# Where to buy autoworld slot car in Canada



## apilon (Jan 4, 2012)

I tried to order directly from autoworld but i kept getting a message that the country and province was invalid, 

tried also from hoslotcar but my order got refunded next day and no answer from the owner as to why 

So is there a place in Canada where i could buy autoworld slot car?


Alain


----------



## Hornet (Dec 1, 2005)

If you have any hobby shops locally,check with them.

These guys are a bit out of your way,but they carry a fair selection of AW stuff.

I'm looking at their business card,and here's their ph # (403) 291-2733.
fax # (403) 291- 5324.

They carry quite a bit more AW cars then the website shows,so it might be worth a call just to see what they have.
The AW cars are listed down under the Racemasters cars,towards the bottom of the page.
If there's something specific you want,let me know,they aren't really local,but i get into them every once inawhile
Rick

http://www.pmhobbycraft.ca/Slot-Cars/


----------



## Grandcheapskate (Jan 5, 2006)

I would imagine Bud's HO ships to Canada, although he may be low on inventory right now.

http://www.budshocars.com/

Joe


----------



## tasman (Feb 17, 2007)

apilon said:


> I tried to order directly from autoworld but i kept getting a message that the country and province was invalid,
> 
> tried also from hoslotcar but my order got refunded next day and no answer from the owner as to why
> 
> ...


I would contact Auto World - that sounds like a bug in their website. I see Lasalle is near Windsor. There is an online seller (I beleive he is an AW distributor) from the Detroit area. Do a google search for Motor City ToyZ. I have purchased from him at several slot car shows.


----------



## alpink (Aug 22, 2010)

Jeff Clemence aka motorcitytoyz is a great seller. his email is [email protected], his site is motorcitytoyz.com and he is in Clinton twp MI.


----------



## plymouth71 (Dec 14, 2009)

apilon said:


> I tried to order directly from autoworld but i kept getting a message that the country and province was invalid,
> 
> tried also from hoslotcar but my order got refunded next day and no answer from the owner as to why
> 
> ...


Where is La Salle? Manitoba? Quebec? Ontario?


----------



## Shadowracer (Sep 11, 2004)

Ontario. Sort of a southern suburb of Windsor...right across the border from Detroit.



Tasman said:


> that sounds like a bug in their website.


Unfortunately, no. From the FAQ on their website:



> _Q: Where can we ship to?
> 
> A: At this time we ship only to the Continental United States, Alaska, Hawaii and Puerto Rico._


And of the 3 Canadian "distributors" that AW lists, one is a dead website.
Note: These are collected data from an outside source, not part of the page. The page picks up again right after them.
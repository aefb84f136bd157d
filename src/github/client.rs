//! GitHub REST API client wrapper
//!
//! Every request authenticates with basic auth: blank username, the token
//! as password, which is the contract the host API expects for PATs.

use reqwest::header::ACCEPT;
use reqwest::{Client, Response, StatusCode};
use secrecy::{ExposeSecret, SecretString};
use serde::Serialize;

use crate::error::Result;

/// Default GitHub REST API endpoint
const GITHUB_API_URL: &str = "https://api.github.com";

/// Accept header for the check-runs preview API
const CHECKS_PREVIEW_ACCEPT: &str = "application/vnd.github.antiope-preview+json";

/// GitHub API client wrapper
///
/// Owns the HTTP client, the repository identity and the bearer token.
/// Handlers borrow it per concern (branches, contents, checks, secrets).
pub struct GitHubClient {
    http: Client,
    base_url: String,
    /// Repository identifier in `owner/name` form
    pub repo: String,
    token: SecretString,
}

impl GitHubClient {
    /// Create a new client for the given repository
    pub fn new(repo: impl Into<String>, token: SecretString) -> Result<Self> {
        let http = Client::builder()
            .user_agent(concat!("pipeup/", env!("CARGO_PKG_VERSION")))
            .build()?;

        Ok(Self {
            http,
            base_url: GITHUB_API_URL.to_string(),
            repo: repo.into(),
            token,
        })
    }

    /// Point the client at a different API root (used by tests)
    pub fn with_base_url(mut self, base_url: impl Into<String>) -> Self {
        self.base_url = base_url.into().trim_end_matches('/').to_string();
        self
    }

    /// Build a URL under `/repos/{owner}/{name}`
    pub(crate) fn repo_url(&self, tail: &str) -> String {
        format!("{}/repos/{}{}", self.base_url, self.repo, tail)
    }

    pub(crate) async fn get(&self, url: &str) -> Result<Response> {
        let response = self
            .http
            .get(url)
            .basic_auth("", Some(self.token.expose_secret()))
            .header(ACCEPT, "application/json")
            .send()
            .await?;
        Ok(response)
    }

    /// GET with the check-runs preview Accept header
    pub(crate) async fn get_preview(&self, url: &str) -> Result<Response> {
        let response = self
            .http
            .get(url)
            .basic_auth("", Some(self.token.expose_secret()))
            .header(ACCEPT, CHECKS_PREVIEW_ACCEPT)
            .send()
            .await?;
        Ok(response)
    }

    pub(crate) async fn post<B: Serialize>(&self, url: &str, body: &B) -> Result<Response> {
        let response = self
            .http
            .post(url)
            .basic_auth("", Some(self.token.expose_secret()))
            .header(ACCEPT, "application/json")
            .json(body)
            .send()
            .await?;
        Ok(response)
    }

    pub(crate) async fn put<B: Serialize>(&self, url: &str, body: &B) -> Result<Response> {
        let response = self
            .http
            .put(url)
            .basic_auth("", Some(self.token.expose_secret()))
            .header(ACCEPT, "application/json")
            .json(body)
            .send()
            .await?;
        Ok(response)
    }
}

/// Human-readable reason for a status line, for error messages
pub(crate) fn status_reason(status: StatusCode) -> String {
    status
        .canonical_reason()
        .map(str::to_string)
        .unwrap_or_else(|| status.as_u16().to_string())
}
//! Application configuration management
//!
//! Optional `config.toml` overriding the check-run poll policy and the
//! default checkin message. Missing file means defaults.

use std::fs;
use std::path::{Path, PathBuf};
use std::time::Duration;

use directories::ProjectDirs;
use serde::{Deserialize, Serialize};

use crate::error::{PipeupError, Result};
use crate::github::checks::PollPolicy;

/// Application configuration
#[derive(Debug, Clone, Serialize, Deserialize)]
pub struct Config {
    /// Commit message used for workflow checkins
    #[serde(default = "default_commit_message")]
    pub commit_message: String,

    /// How many times to look for the CI check run before giving up
    #[serde(default = "default_resolve_attempts")]
    pub check_run_resolve_attempts: u32,

    /// Seconds between check-run resolve attempts
    #[serde(default = "default_resolve_interval_secs")]
    pub check_run_resolve_interval_secs: u64,

    /// Milliseconds between status polls while a run is active
    #[serde(default = "default_status_interval_ms")]
    pub check_run_status_interval_ms: u64,

    /// Seconds to wait before each check-runs listing
    #[serde(default = "default_discovery_lag_secs")]
    pub check_run_discovery_lag_secs: u64,
}

fn default_commit_message() -> String {
    "Setting up deployment workflow".to_string()
}

fn default_resolve_attempts() -> u32 {
    4
}

fn default_resolve_interval_secs() -> u64 {
    5
}

fn default_status_interval_ms() -> u64 {
    500
}

fn default_discovery_lag_secs() -> u64 {
    1
}

impl Default for Config {
    fn default() -> Self {
        Self {
            commit_message: default_commit_message(),
            check_run_resolve_attempts: default_resolve_attempts(),
            check_run_resolve_interval_secs: default_resolve_interval_secs(),
            check_run_status_interval_ms: default_status_interval_ms(),
            check_run_discovery_lag_secs: default_discovery_lag_secs(),
        }
    }
}

impl Config {
    /// Load configuration from file, or fall back to defaults
    pub fn load() -> Result<Self> {
        Self::load_from(&Self::config_path()?)
    }

    fn load_from(path: &Path) -> Result<Self> {
        if path.exists() {
            let contents = fs::read_to_string(path)?;
            Ok(toml::from_str(&contents)?)
        } else {
            Ok(Self::default())
        }
    }

    /// Location of the configuration file
    fn config_path() -> Result<PathBuf> {
        let dirs = ProjectDirs::from("", "", "pipeup")
            .ok_or_else(|| PipeupError::Config("cannot determine config directory".to_string()))?;
        Ok(dirs.config_dir().join("config.toml"))
    }

    /// Poll policy assembled from the configured intervals
    pub fn poll_policy(&self) -> PollPolicy {
        PollPolicy {
            discovery_lag: Duration::from_secs(self.check_run_discovery_lag_secs),
            resolve_attempts: self.check_run_resolve_attempts,
            resolve_interval: Duration::from_secs(self.check_run_resolve_interval_secs),
            status_interval: Duration::from_millis(self.check_run_status_interval_ms),
        }
    }
}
The other 2

http://www.kroegerinc.com/ and http://www.hobbycraft.com/ don't even show AW in their online stores. (Although the Kroeger one has Scalextric.)

It's frustrating. I had a hobby shop close to me in London ON that only 5 years ago or so had a small section of HO stuff, and they had the JL stuff. (it was Johnny Lightning at the time) But they got rid of slot cars. Just seems no one wants to carry them. Maybe Auto World got tougher to deal with then when it was Playing Mantis.


----------



## SouthLyonBen (Mar 14, 2012)

HOslotcars.com has tons of everything and I believe is IN Canada. The times I've ordered from there I've gotten good service.


----------



## Hornet (Dec 1, 2005)

Lucky Bob's sells into Canada


----------



## Shadowracer (Sep 11, 2004)

SouthLyonBen said:


> HOslotcars.com has tons of everything and I believe is IN Canada. The times I've ordered from there I've gotten good service.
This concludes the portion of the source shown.